The theory of embodied cognition provides an avenue to understanding how we are able to perceive the emotions of other people: through mimicry (copying their expressions, even imperceptibly) and interoception (the ability to sense our inner experience, including the expression on our face). In other words, if we copy another person’s facial expression and can then make sense of what our own face is doing, then we can in theory get an idea of what the other person is feeling.

I am specifically concerned with investigating the changes in interoceptive ability across the lifespan to understand how and why the ability to correctly identify other people’s facial expressions of emotion declines in older adults.

The collaboration with U3A

Through close collaboration with the University of the Third Age (U3A), I have been comparing younger and older adults’ abilities in order to identify what aspect of embodied cognition might be at the root of the decline, and how it might be possible to counteract it. U3A was able to help recruit suitable research participants between 60 and 80 years of age from their membership, to the tune of 30 or more per study. In return, I took on and trained several research assistants from U3A for each individual laboratory study. This gave them the chance to experience how research in the social sciences is conducted, to develop new practical skills — such as conducting surveys, performing vision tests and handling electrodes! —  and to meet new people from the 1000+ U3A membership in the Canterbury area.

A second part of the arrangement with U3A was that I give an evening seminar on the topic of my research. This was a well-attended evening with over 30 guests who, over two hours, were treated to a range of demonstrations and self-explorations among the more formal parts of the lecture on embodied cognition. From the feedback received, this was an enjoyable experience for the U3A guests, who hopefully gleaned something useful from it about the way their own bodies and brains work, and what to do to enhance their function over the years.
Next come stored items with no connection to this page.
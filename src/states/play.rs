use super::{StateRequest, Transition};
use crate::context::GameContext;
use crate::error::{GuiError, HangmanError};
use crate::gui::{Button, Label, StyleOverrides, Toolkit, Widget};
use crate::input_system::InputEvent;
use crate::render::{FontBook, SpriteId, Surface};
use crate::sprite::{HangmanFrame, MAX_MISTAKES};
use crate::words::WordEntry;
use log::debug;
use rand::seq::SliceRandom;
use rand::Rng;
use sdl2::rect::Rect;

const HIDDEN: char = '_';

// Letter grid: two rows of 13 from (50, 350)
const LETTERS_ORIGIN: (i32, i32) = (50, 350);
const LETTERS_PER_ROW: usize = 13;
const LETTER_SIZE: u32 = 50;
const LETTER_PADDING: i32 = 5;

// Word and hint labels grow with their text, centered on this x
const LABEL_CENTER_X: f64 = 500.0;
const LABEL_BASE_WIDTH: u32 = 50;
const LABEL_CHAR_WIDTH: u32 = 15;
const LABEL_HEIGHT: u32 = 50;

/// One round: guess the word one letter at a time
pub struct GameState {
    word: Vec<char>,
    guessed: Vec<char>,
    mistakes: u32,
    guess_label: Label,
    hint_label: Label,
    letters: Vec<Button>,
    sprite: SpriteId,
}

impl GameState {
    /// Start a round with a random word: first a topic, uniformly from the
    /// selected ones, then an entry from that topic's list
    pub fn load<R: Rng + ?Sized>(
        context: &GameContext,
        fonts: &dyn FontBook,
        rng: &mut R,
    ) -> Result<Self, HangmanError> {
        let topic = context
            .current_topics
            .choose(rng)
            .ok_or_else(|| HangmanError::InvalidState("no topics selected".to_string()))?;

        let entry = context
            .words(topic)
            .and_then(|words| words.choose(rng))
            .ok_or_else(|| HangmanError::InvalidState(format!("no words for topic '{}'", topic)))?;

        debug!("New round from '{}' ({} letters)", topic, entry.word.chars().count());
        Ok(Self::with_entry(context, fonts, entry)?)
    }

    /// Start a round with a known word
    pub fn with_entry(context: &GameContext, fonts: &dyn FontBook, entry: &WordEntry) -> Result<Self, GuiError> {
        let toolkit = context.toolkit(fonts);

        let word: Vec<char> = entry.word.chars().collect();
        let guessed: Vec<char> = word.iter().map(|&c| if c == ' ' { ' ' } else { HIDDEN }).collect();
        let guessed_text: String = guessed.iter().collect();

        Ok(GameState {
            guess_label: toolkit.label(
                sized_label_rect(word.len(), 100),
                &guessed_text,
                StyleOverrides::new(),
            )?,
            hint_label: toolkit.label(
                sized_label_rect(entry.hint.chars().count(), 200),
                &entry.hint,
                StyleOverrides::new(),
            )?,
            letters: letter_buttons(toolkit)?,
            word,
            guessed,
            mistakes: 0,
            sprite: context.hangman_sprite,
        })
    }

    pub fn update(&mut self, event: &InputEvent, fonts: &dyn FontBook) -> Result<Transition, GuiError> {
        let mut chosen = None;
        for button in &mut self.letters {
            button.update(event, fonts)?;
            if button.is_clicked() {
                button.click_handled();
                chosen = button.text().chars().next();
            }
        }

        match chosen {
            Some(letter) => self.guess(letter, fonts),
            None => Ok(Transition::Stay),
        }
    }

    /// Play one letter. Its button goes away for the rest of the round; a
    /// letter that was already played (or has no button) is ignored.
    pub fn guess(&mut self, letter: char, fonts: &dyn FontBook) -> Result<Transition, GuiError> {
        let before = self.letters.len();
        self.letters.retain(|button| !button.text().starts_with(letter));
        if self.letters.len() == before {
            return Ok(Transition::Stay);
        }

        if self.word.contains(&letter) {
            for (slot, c) in self.guessed.iter_mut().zip(&self.word) {
                if *c == letter {
                    *slot = letter;
                }
            }
            let text = self.guessed();
            self.guess_label.set_text(fonts, &text)?;
            debug!("Guessed '{}': {}", letter, text);
        } else {
            self.mistakes += 1;
            debug!("Missed '{}': {} of {} mistakes", letter, self.mistakes, MAX_MISTAKES);
        }

        let word: String = self.word.iter().collect();
        if self.guessed == self.word {
            Ok(Transition::Switch(StateRequest::GameOver { word, won: true }))
        } else if self.mistakes == MAX_MISTAKES {
            Ok(Transition::Switch(StateRequest::GameOver { word, won: false }))
        } else {
            Ok(Transition::Stay)
        }
    }

    /// The word so far, `_` for each hidden letter
    pub fn guessed(&self) -> String {
        self.guessed.iter().collect()
    }

    #[cfg(test)]
    pub fn mistakes(&self) -> u32 {
        self.mistakes
    }

    #[cfg(test)]
    pub fn letters(&self) -> &[Button] {
        &self.letters
    }

    pub fn render(&self, surface: &mut dyn Surface) -> Result<(), GuiError> {
        for button in &self.letters {
            button.render(surface)?;
        }
        self.guess_label.render(surface)?;
        self.hint_label.render(surface)?;

        let frame = HangmanFrame::Stage(self.mistakes);
        surface.blit_sprite(self.sprite, frame.source_rect(), HangmanFrame::dest_rect(100, 100))
    }
}

/// Label rect sized for `chars` characters, centered on [`LABEL_CENTER_X`]
fn sized_label_rect(chars: usize, y: i32) -> Rect {
    let width = LABEL_BASE_WIDTH + LABEL_CHAR_WIDTH * chars as u32;
    let x = (LABEL_CENTER_X - width as f64 / 2.0) as i32;
    Rect::new(x, y, width, LABEL_HEIGHT)
}

fn letter_buttons(toolkit: Toolkit) -> Result<Vec<Button>, GuiError> {
    let step = LETTER_SIZE as i32 + LETTER_PADDING;

    ('a'..='z')
        .enumerate()
        .map(|(index, letter)| {
            let column = (index % LETTERS_PER_ROW) as i32;
            let row = (index / LETTERS_PER_ROW) as i32;
            let rect = Rect::new(
                LETTERS_ORIGIN.0 + column * step,
                LETTERS_ORIGIN.1 + row * step,
                LETTER_SIZE,
                LETTER_SIZE,
            );
            toolkit.button(rect, &letter.to_string(), StyleOverrides::new())
        })
        .collect()
}

#[cfg(test)]
mod tests {
    use super::*;
    use crate::testing::{center, click_at, loaded_context, MonoFonts, RecordingSurface};
    use rand::rngs::StdRng;
    use rand::SeedableRng;

    fn round(word: &str, hint: &str) -> GameState {
        let context = loaded_context(&[("Computer", &[("cpu", "The brain")])]);
        GameState::with_entry(&context, &MonoFonts::new(), &WordEntry::new(word, hint)).unwrap()
    }

    #[test]
    fn test_round_layout() {
        let game = round("cat", "Pet");

        assert_eq!(game.guessed(), "___");
        assert_eq!(game.mistakes(), 0);
        // 50 + 15 * 3 = 95 wide, left edge at 500 - 47.5
        assert_eq!(game.guess_label.rect(), Rect::new(452, 100, 95, 50));
        assert_eq!(game.hint_label.rect(), Rect::new(452, 200, 95, 50));

        let letters = game.letters();
        assert_eq!(letters.len(), 26);
        assert_eq!(letters[0].rect(), Rect::new(50, 350, 50, 50));
        assert_eq!(letters[12].rect(), Rect::new(710, 350, 50, 50));
        assert_eq!(letters[13].text(), "n");
        assert_eq!(letters[13].rect(), Rect::new(50, 405, 50, 50));
        assert_eq!(letters[25].text(), "z");
    }

    #[test]
    fn test_spaces_are_revealed() {
        assert_eq!(round("hard disk", "Storage").guessed(), "____ ____");
    }

    #[test]
    fn test_cat_win_progression() {
        let fonts = MonoFonts::new();
        let mut game = round("cat", "Pet");

        assert_eq!(game.guess('c', &fonts).unwrap(), Transition::Stay);
        assert_eq!(game.guessed(), "c__");
        assert_eq!(game.guess('a', &fonts).unwrap(), Transition::Stay);
        assert_eq!(game.guessed(), "ca_");
        assert_eq!(game.guess_label.text(), "ca_");

        assert_eq!(
            game.guess('t', &fonts).unwrap(),
            Transition::Switch(StateRequest::GameOver {
                word: "cat".to_string(),
                won: true
            })
        );
        assert_eq!(game.mistakes(), 0);
        assert_eq!(game.letters().len(), 23);
    }

    #[test]
    fn test_dog_loss_at_six() {
        let fonts = MonoFonts::new();
        let mut game = round("dog", "Pet");

        for letter in ['a', 'b', 'c', 'e', 'f'] {
            assert_eq!(game.guess(letter, &fonts).unwrap(), Transition::Stay);
        }
        assert_eq!(game.mistakes(), 5);

        assert_eq!(
            game.guess('h', &fonts).unwrap(),
            Transition::Switch(StateRequest::GameOver {
                word: "dog".to_string(),
                won: false
            })
        );
        assert_eq!(game.mistakes(), 6);
        assert_eq!(game.guessed(), "___");
    }

    #[test]
    fn test_repeated_letter_is_ignored() {
        let fonts = MonoFonts::new();
        let mut game = round("dog", "Pet");

        game.guess('x', &fonts).unwrap();
        game.guess('x', &fonts).unwrap();

        assert_eq!(game.mistakes(), 1);
        assert_eq!(game.letters().len(), 25);
    }

    #[test]
    fn test_matching_is_case_sensitive() {
        let fonts = MonoFonts::new();
        let mut game = round("Ada", "Language");

        game.guess('a', &fonts).unwrap();
        assert_eq!(game.guessed(), "__a");
    }

    #[test]
    fn test_clicking_a_letter_guesses_it() {
        let fonts = MonoFonts::new();
        let mut game = round("cat", "Pet");
        let point = center(game.letters()[2].rect());

        let mut last = Transition::Stay;
        for event in click_at(point) {
            last = game.update(&event, &fonts).unwrap();
        }

        assert_eq!(last, Transition::Stay);
        assert_eq!(game.guessed(), "c__");
        assert!(game.letters().iter().all(|button| button.text() != "c"));
    }

    #[test]
    fn test_render_shows_current_stage() {
        let fonts = MonoFonts::new();
        let mut game = round("dog", "Pet");
        game.guess('z', &fonts).unwrap();
        game.guess('y', &fonts).unwrap();

        let mut surface = RecordingSurface::new();
        game.render(&mut surface).unwrap();

        assert_eq!(
            surface.sprites(),
            vec![(SpriteId(0), Rect::new(240, 0, 120, 180), Rect::new(100, 100, 120, 180))]
        );
        assert_eq!(surface.texts().len(), 24 + 2);
    }

    #[test]
    fn test_load_picks_from_selected_topics() {
        let mut context = loaded_context(&[
            ("Computer", &[("cpu", "The brain")]),
            ("English", &[("noun", "A naming word"), ("verb", "A doing word")]),
        ]);
        context.select_topics(["English"]);
        let mut rng = StdRng::seed_from_u64(7);

        for _ in 0..10 {
            let game = GameState::load(&context, &MonoFonts::new(), &mut rng).unwrap();
            assert_eq!(game.guessed(), "____");
        }
    }

    #[test]
    fn test_load_without_topics_is_invalid() {
        let mut context = loaded_context(&[("Computer", &[("cpu", "The brain")])]);
        context.current_topics.clear();
        let mut rng = StdRng::seed_from_u64(1);

        let result = GameState::load(&context, &MonoFonts::new(), &mut rng);
        assert!(matches!(result, Err(HangmanError::InvalidState(_))));
    }

    #[test]
    fn test_load_with_missing_list_is_invalid() {
        let mut context = loaded_context(&[("Computer", &[("cpu", "The brain")])]);
        context.current_topics = vec!["Physics".to_string()];
        let mut rng = StdRng::seed_from_u64(1);

        let result = GameState::load(&context, &MonoFonts::new(), &mut rng);
        assert!(matches!(result, Err(HangmanError::InvalidState(_))));
    }
}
How citizen science helped

Having the opportunity to contact the wide membership of U3A Canterbury allowed for much swifter participant recruitment than advertising in local venues. The support of U3A research assistants in the lab also proved extremely useful. They helped to ensure that the experiments ran smoothly and on time, with more hands on deck to handle the practicalities of getting participants in and out of rooms, providing the prerequisite tea and biscuits, setting up new rounds of equipment and disposable supplies, and providing company during the long hours of watching small coloured lines moving on a screen in sync with participants’ experiences in the adjoining room.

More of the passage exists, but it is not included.